Dataset items
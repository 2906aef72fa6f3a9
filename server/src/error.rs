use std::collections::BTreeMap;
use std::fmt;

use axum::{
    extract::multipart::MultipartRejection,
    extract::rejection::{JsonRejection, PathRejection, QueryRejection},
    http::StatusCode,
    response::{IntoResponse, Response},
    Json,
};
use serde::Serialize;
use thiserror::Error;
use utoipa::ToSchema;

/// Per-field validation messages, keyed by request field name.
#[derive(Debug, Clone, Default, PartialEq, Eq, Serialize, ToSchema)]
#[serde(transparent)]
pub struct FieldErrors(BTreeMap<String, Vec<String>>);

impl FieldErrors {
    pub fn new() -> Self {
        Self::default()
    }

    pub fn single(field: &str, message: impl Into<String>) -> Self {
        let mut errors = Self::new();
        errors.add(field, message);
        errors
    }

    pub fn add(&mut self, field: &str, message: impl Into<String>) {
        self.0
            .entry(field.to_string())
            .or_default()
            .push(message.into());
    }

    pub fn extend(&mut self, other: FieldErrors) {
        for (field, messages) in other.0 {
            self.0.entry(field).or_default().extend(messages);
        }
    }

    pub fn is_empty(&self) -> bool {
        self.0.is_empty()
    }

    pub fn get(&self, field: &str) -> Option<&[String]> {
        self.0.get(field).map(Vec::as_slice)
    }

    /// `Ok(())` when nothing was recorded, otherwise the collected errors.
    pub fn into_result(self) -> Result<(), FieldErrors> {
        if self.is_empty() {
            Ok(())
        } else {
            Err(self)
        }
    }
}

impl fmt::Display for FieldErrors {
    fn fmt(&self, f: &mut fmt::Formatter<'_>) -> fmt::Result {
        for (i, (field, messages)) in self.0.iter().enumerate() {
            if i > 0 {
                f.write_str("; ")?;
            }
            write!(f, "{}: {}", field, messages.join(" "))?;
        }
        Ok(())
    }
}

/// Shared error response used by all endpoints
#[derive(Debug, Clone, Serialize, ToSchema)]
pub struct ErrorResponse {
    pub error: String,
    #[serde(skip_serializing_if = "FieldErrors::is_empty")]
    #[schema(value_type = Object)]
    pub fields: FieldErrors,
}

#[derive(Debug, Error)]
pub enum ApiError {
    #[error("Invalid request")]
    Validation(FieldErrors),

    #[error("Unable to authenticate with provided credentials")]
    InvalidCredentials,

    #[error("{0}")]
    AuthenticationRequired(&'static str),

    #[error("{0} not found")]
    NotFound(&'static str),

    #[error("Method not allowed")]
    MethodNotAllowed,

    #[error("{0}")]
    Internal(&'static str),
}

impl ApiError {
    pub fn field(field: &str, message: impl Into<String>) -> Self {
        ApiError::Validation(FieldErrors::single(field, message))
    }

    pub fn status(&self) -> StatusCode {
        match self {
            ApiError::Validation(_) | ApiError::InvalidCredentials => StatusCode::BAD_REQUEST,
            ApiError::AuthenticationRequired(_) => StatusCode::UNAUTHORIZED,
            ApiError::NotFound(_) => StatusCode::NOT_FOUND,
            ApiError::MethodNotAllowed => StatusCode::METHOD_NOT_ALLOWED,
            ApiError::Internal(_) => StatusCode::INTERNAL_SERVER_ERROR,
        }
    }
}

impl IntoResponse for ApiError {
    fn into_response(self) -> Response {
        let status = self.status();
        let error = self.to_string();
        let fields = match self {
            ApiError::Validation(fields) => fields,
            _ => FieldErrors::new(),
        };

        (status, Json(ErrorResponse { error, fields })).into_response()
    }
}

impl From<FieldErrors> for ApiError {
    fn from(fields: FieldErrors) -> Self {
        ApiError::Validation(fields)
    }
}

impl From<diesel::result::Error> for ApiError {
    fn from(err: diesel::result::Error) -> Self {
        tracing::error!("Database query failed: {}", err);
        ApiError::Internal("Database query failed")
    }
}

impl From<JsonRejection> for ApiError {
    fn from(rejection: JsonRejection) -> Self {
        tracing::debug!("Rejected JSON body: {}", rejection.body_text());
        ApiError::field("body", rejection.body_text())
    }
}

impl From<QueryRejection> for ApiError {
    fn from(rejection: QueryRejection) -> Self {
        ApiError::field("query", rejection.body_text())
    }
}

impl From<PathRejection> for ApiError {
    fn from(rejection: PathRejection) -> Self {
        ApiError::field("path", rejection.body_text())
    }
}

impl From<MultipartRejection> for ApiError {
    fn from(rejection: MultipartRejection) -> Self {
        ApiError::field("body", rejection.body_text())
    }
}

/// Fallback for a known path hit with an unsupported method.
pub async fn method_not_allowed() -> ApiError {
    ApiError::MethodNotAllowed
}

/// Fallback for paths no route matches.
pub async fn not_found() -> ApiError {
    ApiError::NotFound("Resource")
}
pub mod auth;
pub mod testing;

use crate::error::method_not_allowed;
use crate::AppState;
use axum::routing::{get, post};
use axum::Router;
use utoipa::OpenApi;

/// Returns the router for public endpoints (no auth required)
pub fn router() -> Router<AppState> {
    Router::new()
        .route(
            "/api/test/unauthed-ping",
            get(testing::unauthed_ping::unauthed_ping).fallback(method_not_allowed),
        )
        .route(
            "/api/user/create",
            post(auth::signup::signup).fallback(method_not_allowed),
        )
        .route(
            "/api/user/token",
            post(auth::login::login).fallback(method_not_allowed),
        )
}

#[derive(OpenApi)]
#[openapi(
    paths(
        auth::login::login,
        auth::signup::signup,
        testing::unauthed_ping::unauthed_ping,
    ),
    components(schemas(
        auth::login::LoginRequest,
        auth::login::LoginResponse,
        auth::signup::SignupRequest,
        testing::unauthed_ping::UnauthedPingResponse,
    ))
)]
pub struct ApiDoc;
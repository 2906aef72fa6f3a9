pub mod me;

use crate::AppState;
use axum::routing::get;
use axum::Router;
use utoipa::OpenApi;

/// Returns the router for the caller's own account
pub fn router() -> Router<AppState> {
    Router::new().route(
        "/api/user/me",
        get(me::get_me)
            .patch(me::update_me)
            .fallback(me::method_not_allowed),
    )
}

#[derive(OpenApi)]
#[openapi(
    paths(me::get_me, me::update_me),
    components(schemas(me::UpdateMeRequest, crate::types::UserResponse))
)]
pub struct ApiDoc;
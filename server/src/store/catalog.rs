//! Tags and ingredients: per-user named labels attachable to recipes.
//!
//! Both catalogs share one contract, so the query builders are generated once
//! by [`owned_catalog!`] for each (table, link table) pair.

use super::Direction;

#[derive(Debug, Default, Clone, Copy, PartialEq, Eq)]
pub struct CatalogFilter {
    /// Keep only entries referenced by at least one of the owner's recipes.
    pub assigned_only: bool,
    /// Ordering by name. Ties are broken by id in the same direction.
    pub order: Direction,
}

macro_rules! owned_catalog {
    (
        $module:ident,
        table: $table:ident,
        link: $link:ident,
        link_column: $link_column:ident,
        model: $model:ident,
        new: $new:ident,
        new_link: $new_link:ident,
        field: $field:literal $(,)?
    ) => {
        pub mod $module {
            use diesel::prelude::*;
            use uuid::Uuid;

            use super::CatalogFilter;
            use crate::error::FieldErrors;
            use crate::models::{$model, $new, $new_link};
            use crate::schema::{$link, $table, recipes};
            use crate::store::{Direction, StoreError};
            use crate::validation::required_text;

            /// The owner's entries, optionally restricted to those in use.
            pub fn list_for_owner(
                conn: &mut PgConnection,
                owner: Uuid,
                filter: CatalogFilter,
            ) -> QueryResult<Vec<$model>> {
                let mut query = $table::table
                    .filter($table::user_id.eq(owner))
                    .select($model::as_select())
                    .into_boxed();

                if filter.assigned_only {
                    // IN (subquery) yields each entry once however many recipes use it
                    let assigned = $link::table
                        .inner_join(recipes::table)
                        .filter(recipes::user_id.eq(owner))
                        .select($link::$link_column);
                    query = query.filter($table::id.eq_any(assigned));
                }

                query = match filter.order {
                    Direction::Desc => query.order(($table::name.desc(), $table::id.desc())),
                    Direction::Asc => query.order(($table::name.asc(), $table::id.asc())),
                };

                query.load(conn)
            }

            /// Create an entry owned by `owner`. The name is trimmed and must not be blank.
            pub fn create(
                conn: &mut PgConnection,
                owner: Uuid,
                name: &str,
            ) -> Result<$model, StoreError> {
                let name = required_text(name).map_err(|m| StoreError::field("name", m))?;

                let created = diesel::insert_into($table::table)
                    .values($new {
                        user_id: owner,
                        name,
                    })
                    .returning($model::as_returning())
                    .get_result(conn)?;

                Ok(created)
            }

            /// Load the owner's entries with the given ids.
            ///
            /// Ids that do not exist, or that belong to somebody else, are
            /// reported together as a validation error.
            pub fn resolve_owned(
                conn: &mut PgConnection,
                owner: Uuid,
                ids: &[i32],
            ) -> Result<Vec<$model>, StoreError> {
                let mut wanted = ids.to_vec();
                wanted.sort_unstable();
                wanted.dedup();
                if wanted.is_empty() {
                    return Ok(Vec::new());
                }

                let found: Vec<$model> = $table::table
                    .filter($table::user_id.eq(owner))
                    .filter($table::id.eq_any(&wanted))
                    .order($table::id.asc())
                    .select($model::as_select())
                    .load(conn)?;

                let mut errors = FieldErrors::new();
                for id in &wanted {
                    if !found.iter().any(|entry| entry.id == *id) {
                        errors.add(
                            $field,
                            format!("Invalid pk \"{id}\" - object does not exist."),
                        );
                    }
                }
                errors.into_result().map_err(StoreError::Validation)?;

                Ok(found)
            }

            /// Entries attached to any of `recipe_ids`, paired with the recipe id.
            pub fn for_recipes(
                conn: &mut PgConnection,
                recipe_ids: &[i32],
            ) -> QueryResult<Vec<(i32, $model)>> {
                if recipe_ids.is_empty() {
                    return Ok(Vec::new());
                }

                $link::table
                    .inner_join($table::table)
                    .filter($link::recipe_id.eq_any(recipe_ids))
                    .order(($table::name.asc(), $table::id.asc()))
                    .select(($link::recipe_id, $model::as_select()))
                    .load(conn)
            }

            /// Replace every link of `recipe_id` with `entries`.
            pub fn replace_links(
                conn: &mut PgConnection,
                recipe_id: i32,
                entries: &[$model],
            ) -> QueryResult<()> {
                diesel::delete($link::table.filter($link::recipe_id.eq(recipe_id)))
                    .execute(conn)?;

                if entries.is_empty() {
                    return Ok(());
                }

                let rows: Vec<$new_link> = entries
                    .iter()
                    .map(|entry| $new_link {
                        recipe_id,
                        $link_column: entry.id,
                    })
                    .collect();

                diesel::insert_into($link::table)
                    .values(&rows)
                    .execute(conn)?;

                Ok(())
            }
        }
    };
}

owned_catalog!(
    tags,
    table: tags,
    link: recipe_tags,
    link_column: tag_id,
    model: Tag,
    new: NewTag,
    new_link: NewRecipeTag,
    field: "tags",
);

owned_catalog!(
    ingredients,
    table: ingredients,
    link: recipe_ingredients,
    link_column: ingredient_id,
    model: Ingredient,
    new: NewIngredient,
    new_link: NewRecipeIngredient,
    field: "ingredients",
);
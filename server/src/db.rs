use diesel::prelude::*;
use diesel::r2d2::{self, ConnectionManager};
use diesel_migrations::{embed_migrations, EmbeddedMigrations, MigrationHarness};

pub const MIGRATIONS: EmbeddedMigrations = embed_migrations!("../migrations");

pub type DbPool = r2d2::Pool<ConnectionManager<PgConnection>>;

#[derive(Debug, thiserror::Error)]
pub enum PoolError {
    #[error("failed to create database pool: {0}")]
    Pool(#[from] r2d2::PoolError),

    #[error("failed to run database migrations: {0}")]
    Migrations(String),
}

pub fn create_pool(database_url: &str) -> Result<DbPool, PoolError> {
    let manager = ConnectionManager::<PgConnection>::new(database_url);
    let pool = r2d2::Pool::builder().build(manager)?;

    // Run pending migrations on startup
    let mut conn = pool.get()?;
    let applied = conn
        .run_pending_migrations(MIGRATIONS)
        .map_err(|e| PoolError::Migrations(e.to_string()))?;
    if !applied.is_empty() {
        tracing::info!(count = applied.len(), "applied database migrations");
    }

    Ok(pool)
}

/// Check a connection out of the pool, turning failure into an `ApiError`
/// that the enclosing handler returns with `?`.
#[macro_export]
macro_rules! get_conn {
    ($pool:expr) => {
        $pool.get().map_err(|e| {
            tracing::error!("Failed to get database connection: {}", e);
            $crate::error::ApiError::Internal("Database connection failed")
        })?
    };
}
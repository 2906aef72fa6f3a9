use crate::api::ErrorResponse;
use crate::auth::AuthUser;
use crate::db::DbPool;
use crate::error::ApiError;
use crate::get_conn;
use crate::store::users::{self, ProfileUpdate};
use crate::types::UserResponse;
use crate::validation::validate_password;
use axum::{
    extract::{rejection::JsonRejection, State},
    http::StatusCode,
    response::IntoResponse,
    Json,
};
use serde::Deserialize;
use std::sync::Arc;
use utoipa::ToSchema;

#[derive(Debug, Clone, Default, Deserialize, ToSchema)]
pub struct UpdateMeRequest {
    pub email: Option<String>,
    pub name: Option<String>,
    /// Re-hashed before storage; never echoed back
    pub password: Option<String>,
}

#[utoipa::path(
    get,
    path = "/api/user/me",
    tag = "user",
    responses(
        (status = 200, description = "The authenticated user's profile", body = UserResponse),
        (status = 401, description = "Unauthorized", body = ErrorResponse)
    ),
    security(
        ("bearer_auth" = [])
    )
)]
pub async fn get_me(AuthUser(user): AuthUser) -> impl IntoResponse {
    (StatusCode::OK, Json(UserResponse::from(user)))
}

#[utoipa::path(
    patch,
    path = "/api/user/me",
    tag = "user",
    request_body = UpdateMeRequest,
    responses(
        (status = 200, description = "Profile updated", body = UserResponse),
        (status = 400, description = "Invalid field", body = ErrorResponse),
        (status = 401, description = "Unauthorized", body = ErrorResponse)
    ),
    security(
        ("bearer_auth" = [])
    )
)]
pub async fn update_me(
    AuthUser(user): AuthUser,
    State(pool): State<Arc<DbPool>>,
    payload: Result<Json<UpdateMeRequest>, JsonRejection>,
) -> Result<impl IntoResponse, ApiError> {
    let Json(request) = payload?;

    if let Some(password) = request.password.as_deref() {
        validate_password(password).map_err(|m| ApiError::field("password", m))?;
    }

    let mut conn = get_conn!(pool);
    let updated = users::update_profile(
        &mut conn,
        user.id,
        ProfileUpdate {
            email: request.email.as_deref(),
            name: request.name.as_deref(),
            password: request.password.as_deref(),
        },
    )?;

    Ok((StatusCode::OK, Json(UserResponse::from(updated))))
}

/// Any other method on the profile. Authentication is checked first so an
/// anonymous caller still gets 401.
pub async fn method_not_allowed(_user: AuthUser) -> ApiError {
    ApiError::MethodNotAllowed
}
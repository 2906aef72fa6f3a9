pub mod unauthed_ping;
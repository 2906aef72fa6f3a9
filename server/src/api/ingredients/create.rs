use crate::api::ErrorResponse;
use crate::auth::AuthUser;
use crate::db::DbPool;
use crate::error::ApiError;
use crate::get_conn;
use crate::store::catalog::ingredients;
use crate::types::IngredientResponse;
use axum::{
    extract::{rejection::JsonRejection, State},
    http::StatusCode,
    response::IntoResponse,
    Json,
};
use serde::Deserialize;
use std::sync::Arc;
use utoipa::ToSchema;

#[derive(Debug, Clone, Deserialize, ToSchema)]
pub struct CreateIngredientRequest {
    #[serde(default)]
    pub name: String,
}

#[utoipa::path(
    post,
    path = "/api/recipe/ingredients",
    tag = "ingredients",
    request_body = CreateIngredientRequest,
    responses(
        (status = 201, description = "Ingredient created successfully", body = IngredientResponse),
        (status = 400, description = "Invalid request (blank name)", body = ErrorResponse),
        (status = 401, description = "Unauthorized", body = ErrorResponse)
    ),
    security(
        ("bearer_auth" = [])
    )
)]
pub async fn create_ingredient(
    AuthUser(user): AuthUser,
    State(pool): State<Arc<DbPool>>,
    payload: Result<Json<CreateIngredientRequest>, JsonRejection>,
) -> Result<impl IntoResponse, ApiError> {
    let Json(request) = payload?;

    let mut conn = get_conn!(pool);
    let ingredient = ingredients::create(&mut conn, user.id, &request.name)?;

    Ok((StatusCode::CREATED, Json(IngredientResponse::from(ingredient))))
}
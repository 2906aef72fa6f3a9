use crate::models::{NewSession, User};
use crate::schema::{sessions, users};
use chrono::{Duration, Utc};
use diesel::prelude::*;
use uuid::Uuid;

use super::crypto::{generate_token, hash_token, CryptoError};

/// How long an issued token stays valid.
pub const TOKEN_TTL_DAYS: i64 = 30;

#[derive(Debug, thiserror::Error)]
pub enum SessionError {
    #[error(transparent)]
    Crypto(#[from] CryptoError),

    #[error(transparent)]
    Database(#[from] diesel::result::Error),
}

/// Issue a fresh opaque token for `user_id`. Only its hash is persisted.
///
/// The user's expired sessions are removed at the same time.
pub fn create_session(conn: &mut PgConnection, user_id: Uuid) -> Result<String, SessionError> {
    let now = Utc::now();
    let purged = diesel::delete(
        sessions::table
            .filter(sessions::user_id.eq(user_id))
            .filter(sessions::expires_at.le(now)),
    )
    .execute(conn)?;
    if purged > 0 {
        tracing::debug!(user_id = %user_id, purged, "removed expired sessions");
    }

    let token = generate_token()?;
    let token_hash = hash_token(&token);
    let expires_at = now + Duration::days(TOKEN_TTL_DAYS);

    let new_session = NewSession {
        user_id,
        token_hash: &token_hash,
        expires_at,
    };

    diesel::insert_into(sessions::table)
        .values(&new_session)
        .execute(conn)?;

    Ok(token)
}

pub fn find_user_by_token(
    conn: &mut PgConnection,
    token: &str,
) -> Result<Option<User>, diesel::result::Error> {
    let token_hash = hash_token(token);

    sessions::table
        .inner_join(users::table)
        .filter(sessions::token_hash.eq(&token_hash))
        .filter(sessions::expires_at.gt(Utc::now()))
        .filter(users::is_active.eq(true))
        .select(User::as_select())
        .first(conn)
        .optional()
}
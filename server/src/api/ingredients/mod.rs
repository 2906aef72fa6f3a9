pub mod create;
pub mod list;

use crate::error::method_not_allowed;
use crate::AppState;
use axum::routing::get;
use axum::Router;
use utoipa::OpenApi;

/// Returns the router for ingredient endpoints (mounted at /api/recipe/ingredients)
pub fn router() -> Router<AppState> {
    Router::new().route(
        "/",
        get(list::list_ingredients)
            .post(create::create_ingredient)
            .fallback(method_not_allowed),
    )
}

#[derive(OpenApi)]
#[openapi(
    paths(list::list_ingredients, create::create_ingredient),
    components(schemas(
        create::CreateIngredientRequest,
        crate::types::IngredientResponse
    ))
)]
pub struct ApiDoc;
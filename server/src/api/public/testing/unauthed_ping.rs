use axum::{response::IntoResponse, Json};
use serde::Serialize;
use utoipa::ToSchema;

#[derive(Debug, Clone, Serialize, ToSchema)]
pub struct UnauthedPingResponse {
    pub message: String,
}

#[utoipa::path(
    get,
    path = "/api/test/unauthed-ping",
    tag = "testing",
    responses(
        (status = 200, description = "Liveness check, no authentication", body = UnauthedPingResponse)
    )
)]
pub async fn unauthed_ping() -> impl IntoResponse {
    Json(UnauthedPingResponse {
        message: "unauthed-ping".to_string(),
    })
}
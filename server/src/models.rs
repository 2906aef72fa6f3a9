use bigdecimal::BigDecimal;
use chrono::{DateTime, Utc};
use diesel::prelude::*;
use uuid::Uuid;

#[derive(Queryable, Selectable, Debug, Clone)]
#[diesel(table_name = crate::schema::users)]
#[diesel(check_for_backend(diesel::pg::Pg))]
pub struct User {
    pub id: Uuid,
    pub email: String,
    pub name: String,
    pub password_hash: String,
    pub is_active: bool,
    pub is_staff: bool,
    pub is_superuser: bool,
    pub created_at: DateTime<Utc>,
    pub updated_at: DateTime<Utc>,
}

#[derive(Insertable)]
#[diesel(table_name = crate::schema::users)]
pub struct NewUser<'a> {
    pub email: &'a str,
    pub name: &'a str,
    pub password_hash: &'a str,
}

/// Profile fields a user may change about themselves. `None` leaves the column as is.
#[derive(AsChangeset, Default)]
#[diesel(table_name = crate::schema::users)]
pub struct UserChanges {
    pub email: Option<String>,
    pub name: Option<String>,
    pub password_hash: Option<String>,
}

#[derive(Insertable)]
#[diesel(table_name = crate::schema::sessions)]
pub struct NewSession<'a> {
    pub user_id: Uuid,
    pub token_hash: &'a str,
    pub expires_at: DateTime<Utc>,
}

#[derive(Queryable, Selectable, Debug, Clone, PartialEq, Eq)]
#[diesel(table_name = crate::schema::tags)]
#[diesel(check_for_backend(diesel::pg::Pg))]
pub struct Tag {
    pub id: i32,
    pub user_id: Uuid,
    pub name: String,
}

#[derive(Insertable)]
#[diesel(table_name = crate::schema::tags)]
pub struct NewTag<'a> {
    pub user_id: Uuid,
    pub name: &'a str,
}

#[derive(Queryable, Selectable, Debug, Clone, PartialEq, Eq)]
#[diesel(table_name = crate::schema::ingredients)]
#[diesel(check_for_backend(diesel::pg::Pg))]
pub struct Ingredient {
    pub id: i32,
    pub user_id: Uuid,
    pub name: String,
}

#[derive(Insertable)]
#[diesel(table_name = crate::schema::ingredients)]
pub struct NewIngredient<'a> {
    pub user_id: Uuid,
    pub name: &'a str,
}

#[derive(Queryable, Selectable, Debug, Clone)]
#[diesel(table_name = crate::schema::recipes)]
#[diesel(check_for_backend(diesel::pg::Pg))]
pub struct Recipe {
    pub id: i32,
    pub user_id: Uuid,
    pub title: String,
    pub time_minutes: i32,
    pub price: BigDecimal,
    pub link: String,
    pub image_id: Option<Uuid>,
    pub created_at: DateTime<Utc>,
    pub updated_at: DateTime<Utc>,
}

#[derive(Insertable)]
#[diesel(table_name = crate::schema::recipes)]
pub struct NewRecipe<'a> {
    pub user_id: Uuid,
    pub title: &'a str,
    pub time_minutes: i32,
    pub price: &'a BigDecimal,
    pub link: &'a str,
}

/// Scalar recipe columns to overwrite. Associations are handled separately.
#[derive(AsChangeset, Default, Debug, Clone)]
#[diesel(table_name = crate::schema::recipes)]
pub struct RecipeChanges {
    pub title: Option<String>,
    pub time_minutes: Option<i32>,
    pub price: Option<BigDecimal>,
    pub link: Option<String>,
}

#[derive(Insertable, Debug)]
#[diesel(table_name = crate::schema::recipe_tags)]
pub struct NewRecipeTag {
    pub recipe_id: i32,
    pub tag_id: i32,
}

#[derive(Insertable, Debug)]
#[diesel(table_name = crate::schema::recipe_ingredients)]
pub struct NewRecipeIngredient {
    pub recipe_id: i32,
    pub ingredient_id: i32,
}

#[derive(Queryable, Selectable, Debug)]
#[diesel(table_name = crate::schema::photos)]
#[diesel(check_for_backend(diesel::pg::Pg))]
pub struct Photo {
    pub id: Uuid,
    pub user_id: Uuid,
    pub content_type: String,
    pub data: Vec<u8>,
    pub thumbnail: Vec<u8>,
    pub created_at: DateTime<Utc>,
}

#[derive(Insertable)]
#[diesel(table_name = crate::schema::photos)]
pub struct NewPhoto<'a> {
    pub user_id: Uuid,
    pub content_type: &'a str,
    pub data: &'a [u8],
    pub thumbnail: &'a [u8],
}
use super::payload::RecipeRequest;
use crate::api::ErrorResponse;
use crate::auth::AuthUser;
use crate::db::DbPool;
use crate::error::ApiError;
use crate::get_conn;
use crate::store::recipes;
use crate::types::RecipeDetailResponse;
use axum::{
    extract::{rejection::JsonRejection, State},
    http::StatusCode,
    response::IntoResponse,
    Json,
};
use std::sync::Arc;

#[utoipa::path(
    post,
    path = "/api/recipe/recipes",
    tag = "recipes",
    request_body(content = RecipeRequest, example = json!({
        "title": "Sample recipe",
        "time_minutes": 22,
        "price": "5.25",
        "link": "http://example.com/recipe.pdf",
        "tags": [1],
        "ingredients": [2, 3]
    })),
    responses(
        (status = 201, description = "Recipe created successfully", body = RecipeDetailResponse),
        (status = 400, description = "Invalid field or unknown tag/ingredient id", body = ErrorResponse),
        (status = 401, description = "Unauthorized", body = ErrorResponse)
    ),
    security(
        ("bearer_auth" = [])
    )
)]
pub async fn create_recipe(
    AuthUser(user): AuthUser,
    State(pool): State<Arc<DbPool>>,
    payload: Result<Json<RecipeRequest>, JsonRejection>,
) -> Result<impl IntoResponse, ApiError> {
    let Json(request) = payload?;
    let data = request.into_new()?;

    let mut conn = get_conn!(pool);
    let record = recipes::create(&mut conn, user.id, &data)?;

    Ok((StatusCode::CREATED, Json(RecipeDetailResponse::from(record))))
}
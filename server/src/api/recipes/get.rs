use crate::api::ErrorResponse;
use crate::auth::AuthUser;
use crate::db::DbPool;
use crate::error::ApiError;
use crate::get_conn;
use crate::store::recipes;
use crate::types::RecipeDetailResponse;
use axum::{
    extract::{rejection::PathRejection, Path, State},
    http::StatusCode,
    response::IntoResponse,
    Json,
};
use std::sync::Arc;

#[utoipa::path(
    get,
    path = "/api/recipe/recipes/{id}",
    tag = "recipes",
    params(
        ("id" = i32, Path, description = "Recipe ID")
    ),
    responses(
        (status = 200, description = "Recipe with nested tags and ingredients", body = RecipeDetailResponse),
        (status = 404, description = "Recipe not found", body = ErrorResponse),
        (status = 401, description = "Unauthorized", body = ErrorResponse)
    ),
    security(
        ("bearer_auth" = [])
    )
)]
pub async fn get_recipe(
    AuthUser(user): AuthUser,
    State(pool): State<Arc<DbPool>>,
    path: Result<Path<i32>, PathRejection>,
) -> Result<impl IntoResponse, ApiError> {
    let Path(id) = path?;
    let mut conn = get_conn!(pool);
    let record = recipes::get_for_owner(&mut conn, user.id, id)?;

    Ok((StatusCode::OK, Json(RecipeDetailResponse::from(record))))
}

_Task prompt_
Print exactly the lines from the beginning of the entries through the line with "pub fn new()". Output nothing more.

_Exercise answer_
repository 2906aef72fa6f3a9
filename server/src/error.rs
use std::collections::BTreeMap;
use std::fmt;

use axum::{
    extract::multipart::MultipartRejection,
    extract::rejection::{JsonRejection, PathRejection, QueryRejection},
    http::StatusCode,
    response::{IntoResponse, Response},
    Json,
};
use serde::Serialize;
use thiserror::Error;
use utoipa::ToSchema;

/// Per-field validation messages, keyed by request field name.
#[derive(Debug, Clone, Default, PartialEq, Eq, Serialize, ToSchema)]
#[serde(transparent)]
pub struct FieldErrors(BTreeMap<String, Vec<String>>);

impl FieldErrors {
    pub fn new() -> Self {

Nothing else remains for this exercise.